#### Your instructions:
Below this line is the material. Write out only its lines from the one containing "write an error" through the one containing "of a data node's value", both kept, exactly.

┌─ Information shown

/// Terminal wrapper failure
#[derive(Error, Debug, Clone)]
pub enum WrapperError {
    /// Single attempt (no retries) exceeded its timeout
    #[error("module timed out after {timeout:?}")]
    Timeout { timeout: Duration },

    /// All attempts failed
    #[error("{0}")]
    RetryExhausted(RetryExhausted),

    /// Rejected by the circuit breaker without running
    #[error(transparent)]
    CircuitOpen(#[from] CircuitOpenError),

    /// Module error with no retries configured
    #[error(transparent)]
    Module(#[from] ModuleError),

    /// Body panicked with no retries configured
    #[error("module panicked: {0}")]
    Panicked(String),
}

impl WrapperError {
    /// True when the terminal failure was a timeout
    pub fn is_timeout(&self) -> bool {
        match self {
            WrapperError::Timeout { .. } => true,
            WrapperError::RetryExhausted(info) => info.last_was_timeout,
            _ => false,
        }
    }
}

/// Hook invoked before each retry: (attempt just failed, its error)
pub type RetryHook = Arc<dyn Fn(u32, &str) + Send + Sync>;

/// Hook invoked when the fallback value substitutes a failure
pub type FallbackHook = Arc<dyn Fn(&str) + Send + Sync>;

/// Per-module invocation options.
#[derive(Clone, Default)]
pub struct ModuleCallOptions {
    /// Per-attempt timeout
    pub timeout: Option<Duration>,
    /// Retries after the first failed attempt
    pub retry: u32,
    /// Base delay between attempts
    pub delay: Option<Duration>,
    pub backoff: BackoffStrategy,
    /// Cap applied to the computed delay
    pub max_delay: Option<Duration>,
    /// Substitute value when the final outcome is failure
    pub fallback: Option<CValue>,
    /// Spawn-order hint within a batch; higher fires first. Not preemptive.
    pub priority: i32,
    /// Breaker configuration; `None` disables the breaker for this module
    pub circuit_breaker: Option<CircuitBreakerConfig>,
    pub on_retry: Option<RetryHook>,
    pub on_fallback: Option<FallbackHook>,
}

└─
┌─ Information shown

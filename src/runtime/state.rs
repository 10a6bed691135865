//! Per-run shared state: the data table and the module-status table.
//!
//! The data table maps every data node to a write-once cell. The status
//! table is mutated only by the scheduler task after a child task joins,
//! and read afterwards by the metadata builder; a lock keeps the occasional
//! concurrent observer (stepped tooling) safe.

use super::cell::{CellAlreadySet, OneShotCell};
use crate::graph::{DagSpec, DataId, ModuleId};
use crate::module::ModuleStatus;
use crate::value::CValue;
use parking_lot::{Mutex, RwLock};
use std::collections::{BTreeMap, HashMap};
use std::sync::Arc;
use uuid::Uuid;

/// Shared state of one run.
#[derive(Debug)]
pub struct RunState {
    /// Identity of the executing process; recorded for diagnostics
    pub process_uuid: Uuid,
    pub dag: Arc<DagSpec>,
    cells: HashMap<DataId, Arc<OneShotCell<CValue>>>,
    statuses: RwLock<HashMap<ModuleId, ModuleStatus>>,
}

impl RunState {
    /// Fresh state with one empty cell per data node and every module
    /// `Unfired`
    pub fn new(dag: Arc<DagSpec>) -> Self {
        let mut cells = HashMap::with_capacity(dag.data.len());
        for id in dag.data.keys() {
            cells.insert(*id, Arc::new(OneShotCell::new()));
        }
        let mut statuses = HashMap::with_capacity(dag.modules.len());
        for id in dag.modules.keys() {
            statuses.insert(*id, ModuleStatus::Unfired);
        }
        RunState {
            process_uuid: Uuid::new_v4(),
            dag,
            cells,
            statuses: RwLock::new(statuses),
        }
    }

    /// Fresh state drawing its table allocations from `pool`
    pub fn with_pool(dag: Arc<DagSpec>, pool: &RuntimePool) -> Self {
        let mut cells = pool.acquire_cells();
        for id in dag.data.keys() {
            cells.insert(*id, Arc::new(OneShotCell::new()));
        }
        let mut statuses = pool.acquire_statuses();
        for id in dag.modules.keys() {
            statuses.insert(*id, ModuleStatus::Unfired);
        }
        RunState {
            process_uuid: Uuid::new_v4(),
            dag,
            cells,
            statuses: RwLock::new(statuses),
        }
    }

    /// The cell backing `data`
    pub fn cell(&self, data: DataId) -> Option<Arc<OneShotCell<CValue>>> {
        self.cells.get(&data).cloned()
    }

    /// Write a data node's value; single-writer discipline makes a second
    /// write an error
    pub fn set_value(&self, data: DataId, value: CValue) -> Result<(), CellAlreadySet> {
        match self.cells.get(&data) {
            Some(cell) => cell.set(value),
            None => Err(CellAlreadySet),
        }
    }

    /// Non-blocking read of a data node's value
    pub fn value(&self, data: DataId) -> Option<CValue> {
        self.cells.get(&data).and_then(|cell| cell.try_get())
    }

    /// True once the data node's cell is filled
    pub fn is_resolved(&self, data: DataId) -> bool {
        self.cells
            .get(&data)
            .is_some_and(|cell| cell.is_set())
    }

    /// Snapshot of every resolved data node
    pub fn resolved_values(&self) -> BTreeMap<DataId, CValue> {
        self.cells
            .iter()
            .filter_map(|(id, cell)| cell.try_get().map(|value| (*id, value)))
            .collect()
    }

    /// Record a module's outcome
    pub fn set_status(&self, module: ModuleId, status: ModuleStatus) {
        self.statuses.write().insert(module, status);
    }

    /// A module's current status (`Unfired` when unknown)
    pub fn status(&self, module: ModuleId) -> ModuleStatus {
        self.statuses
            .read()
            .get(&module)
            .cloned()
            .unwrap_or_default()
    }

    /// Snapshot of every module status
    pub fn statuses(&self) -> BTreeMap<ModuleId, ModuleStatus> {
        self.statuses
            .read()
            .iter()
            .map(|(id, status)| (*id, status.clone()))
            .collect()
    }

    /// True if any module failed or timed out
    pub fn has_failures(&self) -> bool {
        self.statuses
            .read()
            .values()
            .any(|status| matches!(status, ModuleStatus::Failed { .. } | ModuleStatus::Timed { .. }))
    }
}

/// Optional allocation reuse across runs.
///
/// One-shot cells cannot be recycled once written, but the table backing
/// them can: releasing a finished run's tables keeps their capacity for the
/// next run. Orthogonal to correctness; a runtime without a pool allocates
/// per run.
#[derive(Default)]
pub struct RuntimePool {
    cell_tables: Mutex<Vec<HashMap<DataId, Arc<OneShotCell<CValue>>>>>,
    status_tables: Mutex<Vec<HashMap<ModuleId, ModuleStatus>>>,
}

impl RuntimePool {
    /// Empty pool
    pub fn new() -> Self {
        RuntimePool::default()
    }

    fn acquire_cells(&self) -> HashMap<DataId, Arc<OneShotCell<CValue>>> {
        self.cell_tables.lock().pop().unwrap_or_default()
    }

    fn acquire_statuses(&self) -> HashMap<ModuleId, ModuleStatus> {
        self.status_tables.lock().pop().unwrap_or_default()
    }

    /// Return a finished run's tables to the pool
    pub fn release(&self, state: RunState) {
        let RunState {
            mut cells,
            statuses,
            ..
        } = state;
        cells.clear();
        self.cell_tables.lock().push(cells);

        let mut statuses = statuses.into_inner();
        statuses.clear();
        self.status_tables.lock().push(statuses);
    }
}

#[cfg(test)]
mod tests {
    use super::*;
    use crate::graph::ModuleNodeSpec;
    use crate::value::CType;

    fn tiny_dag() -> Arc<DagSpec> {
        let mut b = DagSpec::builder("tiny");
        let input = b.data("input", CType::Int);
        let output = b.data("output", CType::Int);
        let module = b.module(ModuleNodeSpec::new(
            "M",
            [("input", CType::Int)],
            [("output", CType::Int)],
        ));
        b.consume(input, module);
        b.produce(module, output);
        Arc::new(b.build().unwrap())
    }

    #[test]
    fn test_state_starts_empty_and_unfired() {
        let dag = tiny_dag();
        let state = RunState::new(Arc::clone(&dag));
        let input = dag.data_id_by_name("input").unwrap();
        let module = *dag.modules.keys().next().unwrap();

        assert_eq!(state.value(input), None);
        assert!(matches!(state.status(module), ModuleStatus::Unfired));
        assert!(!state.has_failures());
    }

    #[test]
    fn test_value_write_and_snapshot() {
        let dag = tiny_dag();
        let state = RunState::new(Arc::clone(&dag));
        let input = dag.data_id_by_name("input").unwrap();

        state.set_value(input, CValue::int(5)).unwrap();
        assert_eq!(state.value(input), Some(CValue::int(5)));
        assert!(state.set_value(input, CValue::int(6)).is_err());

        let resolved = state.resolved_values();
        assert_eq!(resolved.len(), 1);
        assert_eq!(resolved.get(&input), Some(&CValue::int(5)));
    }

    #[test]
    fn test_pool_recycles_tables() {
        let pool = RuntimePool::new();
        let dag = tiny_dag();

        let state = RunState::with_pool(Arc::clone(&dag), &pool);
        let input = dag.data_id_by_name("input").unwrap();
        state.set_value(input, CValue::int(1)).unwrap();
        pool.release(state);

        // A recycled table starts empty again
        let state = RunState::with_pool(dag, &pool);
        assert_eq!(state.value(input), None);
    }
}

└─
┌─ Information shown

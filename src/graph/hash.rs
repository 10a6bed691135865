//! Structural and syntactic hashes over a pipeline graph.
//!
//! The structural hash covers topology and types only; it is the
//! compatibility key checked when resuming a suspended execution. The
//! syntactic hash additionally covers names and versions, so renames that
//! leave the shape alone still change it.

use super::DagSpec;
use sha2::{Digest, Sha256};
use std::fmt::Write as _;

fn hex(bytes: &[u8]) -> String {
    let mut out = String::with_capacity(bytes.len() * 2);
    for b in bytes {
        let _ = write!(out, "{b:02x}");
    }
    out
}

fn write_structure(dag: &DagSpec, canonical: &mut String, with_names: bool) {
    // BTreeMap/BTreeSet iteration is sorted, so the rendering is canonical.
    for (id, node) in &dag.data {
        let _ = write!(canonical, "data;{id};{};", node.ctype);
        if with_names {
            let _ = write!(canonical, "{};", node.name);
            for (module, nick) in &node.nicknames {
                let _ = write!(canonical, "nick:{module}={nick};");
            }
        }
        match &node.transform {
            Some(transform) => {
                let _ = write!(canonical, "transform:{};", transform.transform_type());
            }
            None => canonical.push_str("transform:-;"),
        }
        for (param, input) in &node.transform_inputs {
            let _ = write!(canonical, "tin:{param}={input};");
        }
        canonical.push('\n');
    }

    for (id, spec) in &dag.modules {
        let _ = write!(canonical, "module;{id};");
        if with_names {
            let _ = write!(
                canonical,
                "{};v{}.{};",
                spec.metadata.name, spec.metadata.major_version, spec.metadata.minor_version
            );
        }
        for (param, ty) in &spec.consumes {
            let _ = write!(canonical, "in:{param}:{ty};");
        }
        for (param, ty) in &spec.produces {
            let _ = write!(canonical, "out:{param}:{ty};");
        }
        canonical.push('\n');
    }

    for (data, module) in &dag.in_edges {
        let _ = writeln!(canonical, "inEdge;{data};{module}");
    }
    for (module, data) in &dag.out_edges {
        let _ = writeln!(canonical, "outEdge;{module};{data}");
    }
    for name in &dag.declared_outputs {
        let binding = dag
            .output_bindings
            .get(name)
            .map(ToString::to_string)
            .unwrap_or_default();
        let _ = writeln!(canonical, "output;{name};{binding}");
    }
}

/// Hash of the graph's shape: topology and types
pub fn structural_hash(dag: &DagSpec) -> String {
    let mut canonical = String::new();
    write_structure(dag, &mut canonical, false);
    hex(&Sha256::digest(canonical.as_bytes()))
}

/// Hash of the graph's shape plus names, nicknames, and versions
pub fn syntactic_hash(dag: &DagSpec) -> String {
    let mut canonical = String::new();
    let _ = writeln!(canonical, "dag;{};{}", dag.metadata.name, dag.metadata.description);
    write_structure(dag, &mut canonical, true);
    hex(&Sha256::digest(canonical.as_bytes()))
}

└─

#### Reply:
    /// write an error
    pub fn set_value(&self, data: DataId, value: CValue) -> Result<(), CellAlreadySet> {
        match self.cells.get(&data) {
            Some(cell) => cell.set(value),
            None => Err(CellAlreadySet),
        }
    }

    /// Non-blocking read of a data node's value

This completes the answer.